See the species descriptions.

Remarks

Larix was the Roman name for larch (Parker 1993).

Larches are widely used in forestry in cool-temperate to subarctic zones. L. sibirica has proved the most successful tree for use in Greenland, but L. decidua and L. kaempferi have received the greatest international attention. Most if not all hybrid combinations attempted have been successfully created; the hybrid L. decidua × L. kaempferi (L. × marschlinsii Coaz, syn. L. × eurolepis Henry nom. illeg.) is an important forest tree in Britain.

Citations

Farjon, Aljos. 1990. Pinaceae: drawings and descriptions of the genera Abies, Cedrus, Pseudolarix, Keteleeria, Nothotsuga, Tsuga, Cathaya, Pseudotsuga, Larix and Picea. Königstein: Koeltz Scientific Books.
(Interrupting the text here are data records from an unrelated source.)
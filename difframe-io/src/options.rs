//! Reader options.

use std::fs::File;
use std::io::BufReader;
use std::path::Path;

use difframe_core::{Beam, Spectrum, SpectrumCheck, Vec3, WavelengthCalibration};
use serde::{Deserialize, Serialize};

use crate::Result;

/// Options applied by readers when building models from file metadata.
///
/// Every field is optional in JSON.
#[derive(Debug, Clone, Default, PartialEq, Serialize, Deserialize)]
#[serde(default)]
pub struct FormatOptions {
    /// Corrections to the wavelength recorded in headers.
    pub wavelength: WavelengthCalibration,
    /// Replaces the polarization plane normal of every beam.
    pub polarization_normal: Option<[f64; 3]>,
    /// Rejects beams whose spectrum fails this check.
    pub check_spectrum: Option<SpectrumCheck>,
}

impl FormatOptions {
    /// Load options from a JSON file.
    ///
    /// # Errors
    /// Returns I/O or JSON errors.
    pub fn from_file<P: AsRef<Path>>(path: P) -> Result<Self> {
        let file = File::open(path)?;
        Ok(serde_json::from_reader(BufReader::new(file))?)
    }

    /// Load options from a JSON string.
    ///
    /// # Errors
    /// Returns JSON errors.
    pub fn from_json(json: &str) -> Result<Self> {
        Ok(serde_json::from_str(json)?)
    }

    /// # Errors
    /// Returns JSON serialization errors.
    pub fn to_json(&self) -> Result<String> {
        Ok(serde_json::to_string_pretty(self)?)
    }

    /// Beam for a measured wavelength (Å) and optional spectrum.
    ///
    /// A spectrum takes precedence: its weighted wavelength is used as is,
    /// after the optional spectrum check. Otherwise the calibration is
    /// applied to the measured wavelength. Returns `None` when no usable
    /// wavelength remains or the spectrum is rejected.
    ///
    /// # Errors
    /// Returns model errors for an invalid polarization normal.
    pub fn resolve_beam(
        &self,
        measured: Option<f64>,
        spectrum: Option<Spectrum>,
    ) -> Result<Option<Beam>> {
        let wavelength = match &spectrum {
            Some(spectrum) => {
                if let Some(check) = &self.check_spectrum {
                    if !check.accepts(spectrum) {
                        log::debug!("spectrum rejected by {check:?}");
                        return Ok(None);
                    }
                }
                Some(spectrum.weighted_wavelength())
            }
            None => self.wavelength.apply(measured),
        };
        let Some(wavelength) = wavelength.filter(|w| *w > 0.0) else {
            return Ok(None);
        };
        let mut beam = Beam::simple(wavelength)?;
        if let Some(normal) = self.polarization_normal {
            let fraction = beam.polarization_fraction();
            beam = beam.with_polarization(Vec3::from(normal), fraction)?;
        }
        if let Some(spectrum) = spectrum {
            beam = beam.with_spectrum(spectrum);
        }
        Ok(Some(beam))
    }
}

#[cfg(test)]
mod tests {
    use super::*;
    use approx::assert_relative_eq;

    #[test]
    fn test_calibrated_wavelength() {
        let options = FormatOptions::from_json(
            r#"{"wavelength": {"scale": 2.0, "offset": 0.1}, "polarization_normal": [1, 0, 0]}"#,
        )
        .unwrap();
        let beam = options.resolve_beam(Some(0.5), None).unwrap().unwrap();
        assert_relative_eq!(beam.wavelength(), 1.1, epsilon = 1e-12);
        assert_relative_eq!(beam.polarization_normal(), Vec3::x());
    }

    #[test]
    fn test_fallback_and_missing_wavelength() {
        let options = FormatOptions::default();
        assert!(options.resolve_beam(None, None).unwrap().is_none());
        assert!(options.resolve_beam(Some(-1.0), None).unwrap().is_none());

        let options = FormatOptions::from_json(r#"{"wavelength": {"fallback": 1.3}}"#).unwrap();
        let beam = options.resolve_beam(Some(0.0), None).unwrap().unwrap();
        assert_relative_eq!(beam.wavelength(), 1.3);
    }

    #[test]
    fn test_spectrum_takes_precedence() {
        let spectrum = Spectrum::new(vec![9000.0, 9010.0], vec![1.0, 1.0]).unwrap();
        let expected = spectrum.weighted_wavelength();
        let options = FormatOptions::from_json(r#"{"wavelength": {"scale": 3.0}}"#).unwrap();
        let beam = options.resolve_beam(Some(1.0), Some(spectrum.clone())).unwrap().unwrap();
        assert_relative_eq!(beam.wavelength(), expected, epsilon = 1e-12);
        assert!(beam.spectrum().is_some());

        let strict = FormatOptions {
            check_spectrum: Some(SpectrumCheck::default()),
            ..FormatOptions::default()
        };
        // Far below the default minimum height.
        assert!(strict.resolve_beam(Some(1.0), Some(spectrum)).unwrap().is_none());
    }

    #[test]
    fn test_empty_json_is_default() {
        assert_eq!(FormatOptions::from_json("{}").unwrap(), FormatOptions::default());
        let options = FormatOptions {
            polarization_normal: Some([0.0, 1.0, 0.0]),
            ..FormatOptions::default()
        };
        assert_eq!(FormatOptions::from_json(&options.to_json().unwrap()).unwrap(), options);
    }
}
Gernandt, D. S. and A. Liston (1999). Internal transcribed spacer region evolution in Larix and Pseudotsgua (Pinaceae). American Journal of Botany 86: 711-723.

Gros-Louis, M.-C., J. Bousquet, L. E. Pâques and N.e Isabel. 2005. Species-diagnostic markers in Larix spp. based on RAPDs and nuclear, cpDNA, and mtDNA gene sequences, and their phylogenetic implications. Tree Genetics & Genomes 1(2): 50-63.
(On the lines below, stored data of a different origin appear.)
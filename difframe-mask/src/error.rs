//! Masking error types.

use thiserror::Error;

/// Result type for masking operations.
pub type Result<T> = std::result::Result<T, Error>;

/// Masking error types.
#[derive(Error, Debug)]
pub enum Error {
    /// Pixel data or static mask does not match the panel shape.
    #[error("shape mismatch on panel {panel}: expected {expected:?}, got {got:?}")]
    ShapeMismatch {
        panel: usize,
        /// Expected `(rows, columns)`.
        expected: (usize, usize),
        got: (usize, usize),
    },

    /// A region definition is invalid or cannot be evaluated.
    #[error("invalid region: {0}")]
    InvalidRegion(String),

    /// Geometry error.
    #[error("geometry error: {0}")]
    Core(#[from] difframe_core::Error),

    /// JSON configuration error.
    #[error("JSON error: {0}")]
    Json(#[from] serde_json::Error),

    /// I/O error.
    #[error("I/O error: {0}")]
    Io(#[from] std::io::Error),
}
Miller, P. 1754. The Gardener's Dictionary, abridged edition 4, vol. 1.

Qiu, Xiu-Fei, Yan-Yan Liu, Ge Wu, Cong-Hui Xu, Xin-Quan Liu, Xiao-Yan Xiang, Xiao-Xin Wei, and Xiao-Quan Wang. 2024. Phylogenomic analyses shed new light on the spatiotemporal evolution of global larches: implications for the dynamics of boreal forests. Molecular Phylogenetics and Evolution 202:108240. doi.org/10.1016/j.ympev.2024.108240.

Semerikov, Vladimir L and Martin Lascoux. 1999. Genetic relationship among Eurasian and American Larix species based on allozymes. Heredity 83(1): 62-70. Available: www.nature.com/hdy/journal/v83/n1/full/6885310a.html, accessed 2007.10.22.
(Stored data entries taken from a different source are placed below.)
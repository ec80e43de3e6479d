//! Mask configuration and its JSON schema.

use std::fs::File;
use std::io::BufReader;
use std::path::Path;

use serde::{Deserialize, Serialize};

use crate::error::Result;
use crate::region::RegionSpec;

/// Sentinel values written by detectors for gaps and defective pixels.
pub const DEFAULT_SENTINELS: [i64; 2] = [-1, -2];

/// Configured mask layers.
///
/// JSON documents wrap the configuration in a `"mask"` object; every field
/// is optional and falls back to its default.
#[derive(Debug, Clone, PartialEq, Serialize, Deserialize)]
#[serde(default)]
pub struct MaskConfig {
    /// Mask pixels outside the panel's trusted range.
    pub use_trusted_range: bool,
    /// Mask pixels holding one of `sentinel_values`.
    pub mask_sentinels: bool,
    pub sentinel_values: Vec<i64>,
    /// Geometric exclusion regions.
    pub regions: Vec<RegionSpec>,
}

impl Default for MaskConfig {
    fn default() -> Self {
        Self {
            use_trusted_range: true,
            mask_sentinels: true,
            sentinel_values: DEFAULT_SENTINELS.to_vec(),
            regions: Vec::new(),
        }
    }
}

#[derive(Deserialize, Serialize, Default)]
struct JsonConfig {
    #[serde(default)]
    mask: MaskConfig,
}

impl MaskConfig {
    /// Disable the trusted-range layer.
    #[must_use]
    pub fn without_trusted_range(mut self) -> Self {
        self.use_trusted_range = false;
        self
    }

    /// Add an exclusion region.
    #[must_use]
    pub fn with_region(mut self, region: RegionSpec) -> Self {
        self.regions.push(region);
        self
    }

    /// Set the sentinel values.
    #[must_use]
    pub fn with_sentinels(mut self, values: Vec<i64>) -> Self {
        self.sentinel_values = values;
        self
    }

    /// Load configuration from a JSON file.
    ///
    /// # Errors
    /// Returns I/O, JSON or region validation errors.
    pub fn from_file<P: AsRef<Path>>(path: P) -> Result<Self> {
        let file = File::open(path)?;
        let json_config: JsonConfig = serde_json::from_reader(BufReader::new(file))?;
        json_config.mask.validated()
    }

    /// Load configuration from a JSON string.
    ///
    /// # Errors
    /// Returns JSON or region validation errors.
    pub fn from_json(json: &str) -> Result<Self> {
        let json_config: JsonConfig = serde_json::from_str(json)?;
        json_config.mask.validated()
    }

    /// Serialize to the JSON schema read by [`MaskConfig::from_json`].
    ///
    /// # Errors
    /// Returns JSON serialization errors.
    pub fn to_json(&self) -> Result<String> {
        Ok(serde_json::to_string_pretty(&JsonConfig { mask: self.clone() })?)
    }

    pub(crate) fn validated(self) -> Result<Self> {
        for region in &self.regions {
            region.validate()?;
        }
        Ok(self)
    }

    /// True if `value` is one of the configured sentinels.
    #[must_use]
    pub fn is_sentinel(&self, value: i64) -> bool {
        self.mask_sentinels && self.sentinel_values.contains(&value)
    }
}

#[cfg(test)]
mod tests {
    use super::*;
    use crate::error::Error;
    use std::io::Write;

    #[test]
    fn test_json_full_config() {
        let json = r#"{
            "mask": {
                "use_trusted_range": false,
                "sentinel_values": [-1, -2, -3],
                "regions": [
                    {"kind": "rectangle", "panel": 0, "x0": 0, "x1": 10, "y0": 0, "y1": 5},
                    {"kind": "resolution_limits", "d_min": 1.8}
                ]
            }
        }"#;
        let config = MaskConfig::from_json(json).unwrap();
        assert!(!config.use_trusted_range);
        assert!(config.mask_sentinels);
        assert!(config.is_sentinel(-3));
        assert_eq!(config.regions.len(), 2);
    }

    #[test]
    fn test_json_empty_mask_uses_defaults() {
        let config = MaskConfig::from_json(r#"{ "mask": {} }"#).unwrap();
        assert_eq!(config, MaskConfig::default());
        let config = MaskConfig::from_json("{}").unwrap();
        assert_eq!(config, MaskConfig::default());
    }

    #[test]
    fn test_json_rejects_invalid_region() {
        let json = r#"{"mask": {"regions": [{"kind": "circle", "centre": [1, 1], "radius": -4}]}}"#;
        assert!(matches!(
            MaskConfig::from_json(json),
            Err(Error::InvalidRegion(_))
        ));
        assert!(matches!(MaskConfig::from_json("{"), Err(Error::Json(_))));
    }

    #[test]
    fn test_file_round_trip() {
        let config = MaskConfig::default()
            .with_region(RegionSpec::Circle {
                panel: Some(1),
                centre: [50.0, 60.0],
                radius: 12.0,
            })
            .with_sentinels(vec![-1]);
        let mut file = tempfile::NamedTempFile::new().unwrap();
        file.write_all(config.to_json().unwrap().as_bytes()).unwrap();
        let loaded = MaskConfig::from_file(file.path()).unwrap();
        assert_eq!(loaded, config);
        assert!(!loaded.is_sentinel(-2));
    }
}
Szafer, W. 1913. Larix x czekanowskii hybr. nov. Kosmos 38:1281-1322 (p. 1297). Available: Śląska Biblioteka Cyfrowa (p. 458 of 870), accessed 2024.06.27.

Wei, X.-X. and Wang, X.-Q. 2003. Phylogenetic split of Larix: evidence from paternally inherited cpDNA trnT- trnF region. Plant Systematics and Evolution 239(1-2): 67-77.

Wei, X.-X. and Wang, X.-Q. 2004. Recolonization and radiation in Larix (Pinaceae): evidence from nuclear ribosomal DNA paralogues. Molecular Ecology 13(10): 3115-3123.